_ASSIGNMENT_
Please return every line in the following data that includes the string "index".

_DATA RECORDS_
/---
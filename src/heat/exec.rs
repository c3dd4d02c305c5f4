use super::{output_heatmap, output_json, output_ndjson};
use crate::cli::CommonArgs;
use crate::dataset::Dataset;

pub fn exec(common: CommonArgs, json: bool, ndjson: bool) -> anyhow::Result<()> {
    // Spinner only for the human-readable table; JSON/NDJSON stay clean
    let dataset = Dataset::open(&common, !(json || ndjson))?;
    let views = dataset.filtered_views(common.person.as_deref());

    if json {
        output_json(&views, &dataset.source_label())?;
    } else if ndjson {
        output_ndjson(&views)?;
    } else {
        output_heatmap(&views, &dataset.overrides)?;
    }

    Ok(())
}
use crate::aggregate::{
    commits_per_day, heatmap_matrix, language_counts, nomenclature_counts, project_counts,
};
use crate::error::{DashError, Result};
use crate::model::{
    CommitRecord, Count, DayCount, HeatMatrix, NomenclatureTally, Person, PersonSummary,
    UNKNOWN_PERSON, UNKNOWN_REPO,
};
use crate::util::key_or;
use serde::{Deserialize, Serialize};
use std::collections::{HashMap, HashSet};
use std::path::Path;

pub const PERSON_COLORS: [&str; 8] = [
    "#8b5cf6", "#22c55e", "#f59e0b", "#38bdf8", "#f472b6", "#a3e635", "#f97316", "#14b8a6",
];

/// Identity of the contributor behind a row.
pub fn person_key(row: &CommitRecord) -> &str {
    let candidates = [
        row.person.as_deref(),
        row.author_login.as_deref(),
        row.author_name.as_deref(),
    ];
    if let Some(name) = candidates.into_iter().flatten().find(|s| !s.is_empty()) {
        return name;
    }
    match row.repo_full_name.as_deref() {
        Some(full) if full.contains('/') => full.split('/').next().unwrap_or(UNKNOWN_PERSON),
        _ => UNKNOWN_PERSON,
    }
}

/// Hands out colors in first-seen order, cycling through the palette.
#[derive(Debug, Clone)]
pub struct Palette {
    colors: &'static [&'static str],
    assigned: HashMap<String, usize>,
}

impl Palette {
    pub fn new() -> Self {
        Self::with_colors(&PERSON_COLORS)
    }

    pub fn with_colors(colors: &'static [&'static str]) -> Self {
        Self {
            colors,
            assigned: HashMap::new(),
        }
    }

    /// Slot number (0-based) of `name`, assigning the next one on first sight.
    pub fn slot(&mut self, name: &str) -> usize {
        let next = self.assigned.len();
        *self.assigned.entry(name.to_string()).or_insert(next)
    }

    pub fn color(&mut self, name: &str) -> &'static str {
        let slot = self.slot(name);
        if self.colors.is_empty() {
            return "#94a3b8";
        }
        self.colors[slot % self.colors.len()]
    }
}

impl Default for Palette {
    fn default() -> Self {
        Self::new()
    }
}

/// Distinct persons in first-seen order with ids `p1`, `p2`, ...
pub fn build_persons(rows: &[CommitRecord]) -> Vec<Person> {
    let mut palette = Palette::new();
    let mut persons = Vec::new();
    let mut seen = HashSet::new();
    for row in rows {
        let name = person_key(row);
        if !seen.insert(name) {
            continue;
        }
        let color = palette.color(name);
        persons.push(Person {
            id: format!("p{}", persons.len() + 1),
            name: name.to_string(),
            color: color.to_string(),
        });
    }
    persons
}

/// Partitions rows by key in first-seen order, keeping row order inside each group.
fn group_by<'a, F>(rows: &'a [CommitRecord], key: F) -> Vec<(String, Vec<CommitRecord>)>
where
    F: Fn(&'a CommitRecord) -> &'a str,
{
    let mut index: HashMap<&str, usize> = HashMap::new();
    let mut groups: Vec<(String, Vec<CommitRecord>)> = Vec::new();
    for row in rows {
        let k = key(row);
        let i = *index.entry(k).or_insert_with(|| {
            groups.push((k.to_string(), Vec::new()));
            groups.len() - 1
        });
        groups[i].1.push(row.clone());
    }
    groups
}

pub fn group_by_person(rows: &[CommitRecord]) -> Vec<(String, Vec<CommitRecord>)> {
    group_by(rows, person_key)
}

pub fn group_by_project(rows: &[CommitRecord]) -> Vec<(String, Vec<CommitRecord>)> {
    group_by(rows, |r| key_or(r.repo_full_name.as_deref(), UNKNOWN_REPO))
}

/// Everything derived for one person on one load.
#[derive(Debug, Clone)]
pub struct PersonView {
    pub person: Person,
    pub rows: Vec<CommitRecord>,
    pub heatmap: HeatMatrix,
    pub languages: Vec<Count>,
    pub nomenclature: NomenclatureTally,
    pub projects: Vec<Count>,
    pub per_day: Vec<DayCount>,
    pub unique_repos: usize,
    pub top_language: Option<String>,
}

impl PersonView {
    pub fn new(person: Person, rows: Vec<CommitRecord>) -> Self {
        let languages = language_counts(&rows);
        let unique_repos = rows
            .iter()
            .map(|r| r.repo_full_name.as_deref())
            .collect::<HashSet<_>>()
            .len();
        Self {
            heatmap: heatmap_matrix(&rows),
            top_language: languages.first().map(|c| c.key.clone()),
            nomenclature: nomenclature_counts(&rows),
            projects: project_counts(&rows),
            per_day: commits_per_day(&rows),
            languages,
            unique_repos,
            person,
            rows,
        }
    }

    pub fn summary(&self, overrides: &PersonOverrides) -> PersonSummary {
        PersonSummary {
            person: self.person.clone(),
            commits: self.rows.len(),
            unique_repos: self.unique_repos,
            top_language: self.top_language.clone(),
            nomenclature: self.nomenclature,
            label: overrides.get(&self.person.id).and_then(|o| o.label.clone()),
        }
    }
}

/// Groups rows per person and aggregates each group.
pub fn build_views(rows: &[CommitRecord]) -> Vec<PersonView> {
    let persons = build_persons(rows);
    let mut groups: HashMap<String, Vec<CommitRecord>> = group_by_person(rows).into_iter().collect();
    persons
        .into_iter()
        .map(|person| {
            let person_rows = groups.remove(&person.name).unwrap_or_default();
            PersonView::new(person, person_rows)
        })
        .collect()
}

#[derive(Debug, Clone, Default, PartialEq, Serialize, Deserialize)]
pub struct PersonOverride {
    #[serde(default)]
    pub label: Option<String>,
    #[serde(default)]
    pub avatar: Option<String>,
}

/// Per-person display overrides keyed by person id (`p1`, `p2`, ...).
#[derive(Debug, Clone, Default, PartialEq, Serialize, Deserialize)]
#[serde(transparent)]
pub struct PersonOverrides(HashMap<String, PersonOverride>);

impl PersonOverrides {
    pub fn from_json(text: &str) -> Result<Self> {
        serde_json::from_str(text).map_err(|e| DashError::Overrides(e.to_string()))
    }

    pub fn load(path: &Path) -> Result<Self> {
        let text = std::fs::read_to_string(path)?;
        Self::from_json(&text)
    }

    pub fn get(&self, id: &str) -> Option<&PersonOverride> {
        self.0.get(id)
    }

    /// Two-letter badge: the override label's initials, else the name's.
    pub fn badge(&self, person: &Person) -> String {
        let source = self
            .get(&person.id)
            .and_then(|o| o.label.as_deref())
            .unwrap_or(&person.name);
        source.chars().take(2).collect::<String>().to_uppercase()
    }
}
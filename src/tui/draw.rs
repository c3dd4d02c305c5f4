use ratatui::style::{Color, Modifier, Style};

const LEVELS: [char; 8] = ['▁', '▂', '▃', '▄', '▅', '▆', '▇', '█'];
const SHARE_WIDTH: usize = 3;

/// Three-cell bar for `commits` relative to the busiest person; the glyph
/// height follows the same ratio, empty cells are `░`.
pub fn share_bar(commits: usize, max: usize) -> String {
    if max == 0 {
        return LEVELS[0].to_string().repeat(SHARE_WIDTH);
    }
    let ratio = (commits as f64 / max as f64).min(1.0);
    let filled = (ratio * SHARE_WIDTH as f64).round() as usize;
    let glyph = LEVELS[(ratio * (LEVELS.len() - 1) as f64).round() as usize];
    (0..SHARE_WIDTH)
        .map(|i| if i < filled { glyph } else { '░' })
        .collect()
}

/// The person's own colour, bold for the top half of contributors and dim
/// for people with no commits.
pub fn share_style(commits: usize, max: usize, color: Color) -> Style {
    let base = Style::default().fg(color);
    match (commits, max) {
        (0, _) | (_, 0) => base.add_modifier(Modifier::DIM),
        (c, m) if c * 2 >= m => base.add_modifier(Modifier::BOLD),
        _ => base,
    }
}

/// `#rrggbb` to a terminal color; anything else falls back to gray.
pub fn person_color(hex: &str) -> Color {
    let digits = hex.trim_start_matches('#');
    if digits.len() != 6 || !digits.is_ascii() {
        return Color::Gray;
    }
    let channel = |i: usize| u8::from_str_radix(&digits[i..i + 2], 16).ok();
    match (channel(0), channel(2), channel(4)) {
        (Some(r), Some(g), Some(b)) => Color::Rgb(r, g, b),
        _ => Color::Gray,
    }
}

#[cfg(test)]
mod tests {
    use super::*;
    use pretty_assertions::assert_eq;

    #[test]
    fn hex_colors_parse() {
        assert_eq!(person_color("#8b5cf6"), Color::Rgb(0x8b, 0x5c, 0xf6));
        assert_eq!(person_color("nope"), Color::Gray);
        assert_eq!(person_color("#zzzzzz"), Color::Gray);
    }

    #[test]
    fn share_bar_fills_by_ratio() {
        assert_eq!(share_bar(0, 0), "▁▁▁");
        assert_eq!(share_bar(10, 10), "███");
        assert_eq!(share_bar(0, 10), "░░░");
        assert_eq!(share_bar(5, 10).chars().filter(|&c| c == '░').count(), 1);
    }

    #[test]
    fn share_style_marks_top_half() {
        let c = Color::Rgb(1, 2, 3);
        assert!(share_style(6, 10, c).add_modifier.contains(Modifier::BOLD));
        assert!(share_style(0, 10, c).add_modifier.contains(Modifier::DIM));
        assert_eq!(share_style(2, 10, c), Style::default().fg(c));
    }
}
\---
/---
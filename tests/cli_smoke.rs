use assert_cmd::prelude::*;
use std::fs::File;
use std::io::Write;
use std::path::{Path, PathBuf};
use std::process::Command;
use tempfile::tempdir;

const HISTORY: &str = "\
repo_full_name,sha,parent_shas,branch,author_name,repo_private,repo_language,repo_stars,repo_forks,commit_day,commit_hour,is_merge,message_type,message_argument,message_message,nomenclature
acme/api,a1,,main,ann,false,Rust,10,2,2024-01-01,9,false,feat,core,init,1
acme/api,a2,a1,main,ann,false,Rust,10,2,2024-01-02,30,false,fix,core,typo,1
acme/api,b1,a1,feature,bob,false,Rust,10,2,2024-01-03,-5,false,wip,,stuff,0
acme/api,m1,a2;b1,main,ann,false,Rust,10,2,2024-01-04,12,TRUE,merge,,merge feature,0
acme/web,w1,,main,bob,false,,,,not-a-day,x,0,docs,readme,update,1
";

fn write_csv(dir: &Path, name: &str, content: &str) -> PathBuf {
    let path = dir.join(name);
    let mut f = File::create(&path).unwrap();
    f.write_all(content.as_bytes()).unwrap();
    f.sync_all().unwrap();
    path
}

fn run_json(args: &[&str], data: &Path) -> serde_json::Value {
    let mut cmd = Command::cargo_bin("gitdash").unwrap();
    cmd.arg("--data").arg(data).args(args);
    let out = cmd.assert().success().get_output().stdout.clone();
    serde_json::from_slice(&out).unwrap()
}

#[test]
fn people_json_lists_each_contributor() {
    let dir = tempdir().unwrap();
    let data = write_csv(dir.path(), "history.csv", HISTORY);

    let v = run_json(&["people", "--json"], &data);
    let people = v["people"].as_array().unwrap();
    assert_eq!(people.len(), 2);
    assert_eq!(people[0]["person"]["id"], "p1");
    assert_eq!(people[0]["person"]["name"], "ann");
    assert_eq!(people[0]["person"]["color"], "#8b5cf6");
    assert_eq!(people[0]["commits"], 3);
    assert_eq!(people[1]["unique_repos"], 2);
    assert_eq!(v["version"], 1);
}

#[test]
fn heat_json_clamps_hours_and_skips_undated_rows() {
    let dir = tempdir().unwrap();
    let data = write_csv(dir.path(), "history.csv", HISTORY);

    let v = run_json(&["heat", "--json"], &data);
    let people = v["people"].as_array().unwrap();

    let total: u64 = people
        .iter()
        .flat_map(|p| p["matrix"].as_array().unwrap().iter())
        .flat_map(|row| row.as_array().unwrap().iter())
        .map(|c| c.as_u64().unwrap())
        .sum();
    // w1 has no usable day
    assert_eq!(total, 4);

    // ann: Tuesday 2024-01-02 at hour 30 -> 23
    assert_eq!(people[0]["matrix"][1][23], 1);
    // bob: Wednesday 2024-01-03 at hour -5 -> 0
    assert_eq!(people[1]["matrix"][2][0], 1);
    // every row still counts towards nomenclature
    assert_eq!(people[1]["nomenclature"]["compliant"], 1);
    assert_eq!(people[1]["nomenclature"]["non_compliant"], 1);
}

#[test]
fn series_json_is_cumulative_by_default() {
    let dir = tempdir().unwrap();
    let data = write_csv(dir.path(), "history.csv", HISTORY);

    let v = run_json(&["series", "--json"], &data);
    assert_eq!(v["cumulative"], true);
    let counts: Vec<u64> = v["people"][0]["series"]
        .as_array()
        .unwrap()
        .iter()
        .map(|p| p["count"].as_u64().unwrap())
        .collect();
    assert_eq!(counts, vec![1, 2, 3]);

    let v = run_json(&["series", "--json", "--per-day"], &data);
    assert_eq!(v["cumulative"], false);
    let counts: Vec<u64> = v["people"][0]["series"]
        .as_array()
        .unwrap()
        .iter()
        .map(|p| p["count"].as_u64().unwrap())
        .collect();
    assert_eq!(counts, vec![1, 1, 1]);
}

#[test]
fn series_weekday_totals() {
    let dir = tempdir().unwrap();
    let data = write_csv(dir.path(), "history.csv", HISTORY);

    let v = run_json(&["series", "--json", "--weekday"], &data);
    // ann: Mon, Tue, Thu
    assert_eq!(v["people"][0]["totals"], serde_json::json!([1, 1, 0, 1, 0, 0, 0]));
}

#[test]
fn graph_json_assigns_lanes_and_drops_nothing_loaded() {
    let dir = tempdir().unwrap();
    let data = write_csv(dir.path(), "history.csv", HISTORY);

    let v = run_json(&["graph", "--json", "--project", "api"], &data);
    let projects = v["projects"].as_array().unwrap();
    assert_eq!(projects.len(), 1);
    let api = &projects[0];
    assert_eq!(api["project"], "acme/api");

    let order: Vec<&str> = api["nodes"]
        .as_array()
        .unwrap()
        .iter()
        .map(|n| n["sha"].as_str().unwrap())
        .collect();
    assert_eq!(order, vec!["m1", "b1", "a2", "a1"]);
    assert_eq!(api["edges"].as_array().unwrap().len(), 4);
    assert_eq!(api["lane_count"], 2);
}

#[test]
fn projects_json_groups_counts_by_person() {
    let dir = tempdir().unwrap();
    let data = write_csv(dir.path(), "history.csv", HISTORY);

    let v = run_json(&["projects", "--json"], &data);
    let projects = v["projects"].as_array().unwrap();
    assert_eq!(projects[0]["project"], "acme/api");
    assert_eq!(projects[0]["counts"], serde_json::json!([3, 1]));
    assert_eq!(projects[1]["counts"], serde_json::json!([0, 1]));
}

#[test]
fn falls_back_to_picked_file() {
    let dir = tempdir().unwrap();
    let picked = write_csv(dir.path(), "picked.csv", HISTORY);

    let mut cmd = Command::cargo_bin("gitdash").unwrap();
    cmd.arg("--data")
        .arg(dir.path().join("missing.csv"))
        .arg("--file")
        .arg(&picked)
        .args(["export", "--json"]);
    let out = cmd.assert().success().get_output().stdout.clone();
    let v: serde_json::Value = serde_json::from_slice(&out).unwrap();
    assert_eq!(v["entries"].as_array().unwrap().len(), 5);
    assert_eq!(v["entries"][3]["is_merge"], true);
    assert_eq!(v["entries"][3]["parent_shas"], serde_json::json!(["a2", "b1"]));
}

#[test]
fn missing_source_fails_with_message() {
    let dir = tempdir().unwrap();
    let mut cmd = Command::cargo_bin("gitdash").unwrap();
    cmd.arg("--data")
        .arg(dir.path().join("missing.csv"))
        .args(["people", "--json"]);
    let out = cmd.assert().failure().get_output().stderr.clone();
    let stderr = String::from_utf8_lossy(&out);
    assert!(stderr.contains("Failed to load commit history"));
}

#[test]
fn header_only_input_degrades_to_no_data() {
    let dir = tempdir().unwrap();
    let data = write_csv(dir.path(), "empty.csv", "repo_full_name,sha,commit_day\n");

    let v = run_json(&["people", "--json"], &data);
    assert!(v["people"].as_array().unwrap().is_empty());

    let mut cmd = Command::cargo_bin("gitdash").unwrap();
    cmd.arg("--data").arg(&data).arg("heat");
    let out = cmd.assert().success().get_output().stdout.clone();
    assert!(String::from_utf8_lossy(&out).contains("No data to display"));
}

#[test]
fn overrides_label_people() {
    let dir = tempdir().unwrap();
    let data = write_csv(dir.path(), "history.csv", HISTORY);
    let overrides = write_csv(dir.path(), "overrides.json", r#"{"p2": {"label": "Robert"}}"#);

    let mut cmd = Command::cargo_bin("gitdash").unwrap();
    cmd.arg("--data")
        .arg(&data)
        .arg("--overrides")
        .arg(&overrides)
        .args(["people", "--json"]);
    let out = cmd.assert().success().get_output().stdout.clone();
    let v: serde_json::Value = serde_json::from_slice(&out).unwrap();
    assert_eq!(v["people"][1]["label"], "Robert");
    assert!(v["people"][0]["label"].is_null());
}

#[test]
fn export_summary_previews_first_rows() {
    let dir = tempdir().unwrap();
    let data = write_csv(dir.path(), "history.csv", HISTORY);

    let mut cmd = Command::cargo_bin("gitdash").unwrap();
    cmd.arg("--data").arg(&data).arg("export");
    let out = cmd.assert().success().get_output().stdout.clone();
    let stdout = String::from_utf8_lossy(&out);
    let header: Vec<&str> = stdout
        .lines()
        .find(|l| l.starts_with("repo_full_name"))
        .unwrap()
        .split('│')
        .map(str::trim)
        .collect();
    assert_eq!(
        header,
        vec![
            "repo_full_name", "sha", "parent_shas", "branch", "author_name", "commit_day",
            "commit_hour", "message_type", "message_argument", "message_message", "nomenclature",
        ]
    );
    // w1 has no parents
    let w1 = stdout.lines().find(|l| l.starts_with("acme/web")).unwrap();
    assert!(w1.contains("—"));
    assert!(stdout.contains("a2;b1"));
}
\---
_FINISHED EXERCISE_
    let mut index: HashMap<&str, usize> = HashMap::new();
        let i = *index.entry(k).or_insert_with(|| {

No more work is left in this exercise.